When He Was Bad Page 82
But the guy didn’t move. He smiled and the bastard had something wrong with his mouth. His teeth—they were filed or sharpened or something.
They looked like an animal’s. Light spilled from Miranda’s open back door, throwing a glowing circle around the struggling figures. Miranda was fighting. Squirming. Ramming her head against her attacker. Swearing.
And the perp’s smile was just getting bigger.
“I said get away from the woman!” He would put a bullet in the guy if he had to do it. He wasn’t in the mood to screw around with some cracked-up killer.
“Make me.” A taunting whisper.
One hand pinned Miranda’s wrists to the ground. The other lifted to her throat and, Christ—were those claws?
“Shoot him!” Miranda screamed.
The claws swiped toward her jugular.
Sam fired. The bullet caught the bastard in the shoulder, and his hand fell away from Miranda’s throat.
“Again!” she yelled. “Keep shooting, keep—”
The man leapt away from her. Bounded to his feet in a single move. The smile was gone. Black eyes glared at him. “That stung, asshole.”
Stung? It was a bullet, not a bee.
“And it really, really pissed me off.” His lips curled back as he snarled, and those freaky teeth of his looked even sharper.
Sam aimed his gun straight at the freak’s heart. “Get on your knees. Put your hands on your head.”
The man took a step forward.
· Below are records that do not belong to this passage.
//! The value model: concrete values known at analysis time, and abstract
//! values standing for unknown inputs.
//!
//! The evaluator core only ever asks three things of a value: could it be
//! truthy, could it be falsy, and what residual expression reproduces it.
//! Everything else (provenance, constraints) exists to answer those
//! questions precisely after joins.

use std::rc::Rc;

use crate::ast::{BinOp, Expr, ExprKind, Literal, LogicalOp, UnaryOp};

/// Identity of a heap object. Objects allocated on different speculative
/// branches get distinct ids even when they have the same shape.
#[derive(Debug, Clone, Copy, PartialEq, Eq, Hash, PartialOrd, Ord)]
pub struct ObjectId(pub u32);

/// A fully known value.
#[derive(Debug, Clone, PartialEq)]
pub enum Constant {
    Undefined,
    Null,
    Bool(bool),
    Number(f64),
    Str(Rc<str>),
    /// Internal marker for "statement produced nothing". Normalized away by
    /// `update_empty` before a value escapes a capture scope.
    Empty,
}

impl Constant {
    pub fn is_truthy(&self) -> bool {
        match self {
            Constant::Undefined | Constant::Null | Constant::Empty => false,
            Constant::Bool(b) => *b,
            Constant::Number(n) => *n != 0.0 && !n.is_nan(),
            Constant::Str(s) => !s.is_empty(),
        }
    }

    pub fn type_of(&self) -> &'static str {
        match self {
            Constant::Undefined | Constant::Empty => "undefined",
            Constant::Null => "object",
            Constant::Bool(_) => "boolean",
            Constant::Number(_) => "number",
            Constant::Str(_) => "string",
        }
    }
}

/// What is known about an abstract value's truthiness. Constraints are
/// monotone: they may narrow from `Any` but never widen back.
#[derive(Debug, Clone, Copy, PartialEq, Eq)]
pub enum TruthRange {
    Any,
    Truthy,
    Falsy,
}

impl TruthRange {
    /// Least upper bound of two ranges (for joined values).
    pub fn union(self, other: TruthRange) -> TruthRange {
        if self == other {
            self
        } else {
            TruthRange::Any
        }
    }

    pub fn negate(self) -> TruthRange {
        match self {
            TruthRange::Any => TruthRange::Any,
            TruthRange::Truthy => TruthRange::Falsy,
            TruthRange::Falsy => TruthRange::Truthy,
        }
    }
}

/// Where an abstract value came from. Provenance both documents the value
/// and supplies the residual expression that reproduces it at run time.
#[derive(Debug, Clone, PartialEq)]
pub enum AbstractSource {
    /// A declared unknown input, e.g. `__abstract("n")`.
    Input(String),
    /// A binding widened by the loop policy.
    Widened(String),
    Unary {
        op: UnaryOp,
        operand: Value,
    },
    Binary {
        op: BinOp,
        left: Value,
        right: Value,
    },
    Logical {
        op: LogicalOp,
        left: Value,
        right: Value,
    },
    /// `cond ? consequent : alternate`, produced by the join algorithm.
    Conditional {
        cond: Value,
        consequent: Value,
        alternate: Value,
    },
    /// An opaque residual expression (e.g. an unevaluable call).
    Residual(Expr),
}

#[derive(Debug, Clone)]
pub struct AbstractValue {
    /// Distinguishes otherwise identical unknowns in debug output. Not part
    /// of structural equality.
    pub id: u64,
    pub range: TruthRange,
    pub source: AbstractSource,
}

impl PartialEq for AbstractValue {
    fn eq(&self, other: &Self) -> bool {
        self.range == other.range && self.source == other.source
    }
}

/// Allocates ids for abstract values. Owned by the evaluator state so two
/// identical runs number their unknowns identically.
#[derive(Debug, Default)]
pub struct AbstractIdGen {
    next: u64,
}

impl AbstractIdGen {
    pub fn fresh(&mut self) -> u64 {
        let id = self.next;
        self.next += 1;
        id
    }
}

#[derive(Debug, Clone, PartialEq)]
pub enum Value {
    Concrete(Constant),
    Abstract(Rc<AbstractValue>),
    Object(ObjectId),
}

impl Value {
    pub fn undefined() -> Value {
        Value::Concrete(Constant::Undefined)
    }

    pub fn empty() -> Value {
        Value::Concrete(Constant::Empty)
    }

    pub fn bool(b: bool) -> Value {
        Value::Concrete(Constant::Bool(b))
    }

    pub fn number(n: f64) -> Value {
        Value::Concrete(Constant::Number(n))
    }

    pub fn string(s: impl Into<Rc<str>>) -> Value {
        Value::Concrete(Constant::Str(s.into()))
    }

    pub fn abstract_input(ids: &mut AbstractIdGen, name: &str, range: TruthRange) -> Value {
        Value::Abstract(Rc::new(AbstractValue {
            id: ids.fresh(),
            range,
            source: AbstractSource::Input(name.to_string()),
        }))
    }

    pub fn is_empty_marker(&self) -> bool {
        matches!(self, Value::Concrete(Constant::Empty))
    }

    /// Could this value be truthy at run time?
    pub fn might_be_truthy(&self) -> bool {
        match self {
            Value::Concrete(c) => c.is_truthy(),
            Value::Abstract(a) => a.range != TruthRange::Falsy,
            Value::Object(_) => true,
        }
    }

    /// Could this value be falsy at run time?
    pub fn might_be_falsy(&self) -> bool {
        match self {
            Value::Concrete(c) => !c.is_truthy(),
            Value::Abstract(a) => a.range != TruthRange::Truthy,
            Value::Object(_) => false,
        }
    }

    /// The truthiness range this value is known to lie in.
    pub fn truth_range(&self) -> TruthRange {
        match (self.might_be_truthy(), self.might_be_falsy()) {
            (true, false) => TruthRange::Truthy,
            (false, true) => TruthRange::Falsy,
            _ => TruthRange::Any,
        }
    }

    pub fn type_name(&self) -> &'static str {
        match self {
            Value::Concrete(c) => c.type_of(),
            Value::Abstract(_) => "abstract",
            Value::Object(_) => "object",
        }
    }
}

// ============================================================================
// Joined (conditional) values
// ============================================================================

/// Build the value of `cond ? consequent : alternate` for a `cond` whose
/// runtime truth is unknown.
///
/// Simplifications keep residual code minimal: identical arms collapse to
/// one side, and a `true`/`false` pair collapses to the condition itself.
pub fn conditional_value(
    ids: &mut AbstractIdGen,
    cond: &Value,
    consequent: Value,
    alternate: Value,
) -> Value {
    if consequent == alternate {
        return consequent;
    }
    if matches!(consequent, Value::Concrete(Constant::Bool(true)))
        && matches!(alternate, Value::Concrete(Constant::Bool(false)))
    {
        return cond.clone();
    }
    let range = consequent.truth_range().union(alternate.truth_range());
    Value::Abstract(Rc::new(AbstractValue {
        id: ids.fresh(),
        range,
        source: AbstractSource::Conditional {
            cond: cond.clone(),
            consequent,
            alternate,
        },
    }))
}

/// Logical negation of a value, preserving what is known about truthiness.
pub fn negated_value(ids: &mut AbstractIdGen, value: &Value) -> Value {
    match value {
        Value::Concrete(c) => Value::bool(!c.is_truthy()),
        Value::Object(_) => Value::bool(false),
        Value::Abstract(a) => Value::Abstract(Rc::new(AbstractValue {
            id: ids.fresh(),
            range: a.range.negate(),
            source: AbstractSource::Unary {
                op: UnaryOp::Not,
                operand: value.clone(),
            },
        })),
    }
}

/// Render a number the way the subject language prints it: integral values
/// without a decimal point, NaN and infinities by name.
pub fn format_number(n: f64) -> String {
    if n.is_nan() {
        "NaN".to_string()
    } else if n.is_infinite() {
        if n > 0.0 {
            "Infinity".to_string()
        } else {
            "-Infinity".to_string()
        }
    } else if n == n.trunc() && n.abs() < 1e15 {
        format!("{}", n as i64)
    } else {
        format!("{}", n)
    }
}

/// Render a concrete value as a literal expression for residual code.
/// Objects have no literal form; callers keep the original syntax for them.
pub fn constant_to_expr(c: &Constant) -> Expr {
    let lit = match c {
        Constant::Undefined | Constant::Empty => Literal::Undefined,
        Constant::Null => Literal::Null,
        Constant::Bool(b) => Literal::Bool(*b),
        Constant::Number(n) => Literal::Number(*n),
        Constant::Str(s) => Literal::Str(s.to_string()),
    };
    Expr::synthetic(ExprKind::Lit(lit))
}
Christ, he really did look exactly like the photo of Paul Roberts. So the bastard faked his death. You knew that already.
The hair on Sam’s nape rose. Something was off here. Way off.
Behind the perp, Miranda scrambled to her feet. “Don’t talk to him,” she cried out. “Just shoot him!”
That wasn’t the way things worked, she knew that. He had a badge. The guy, well, except for the claws and teeth, looked unarmed. If he could take him down the right way, he would.
Sam sucked in a sharp breath. “On your knees!” he ordered again.
“I’m a god,” the man, Roberts, snapped. “I don’t kneel for anyone.”
God his ass.
He saw that Miranda had grabbed a broken limb and was holding it like a bat. At any minute, he expected her to slam it right into the back of the guy’s head.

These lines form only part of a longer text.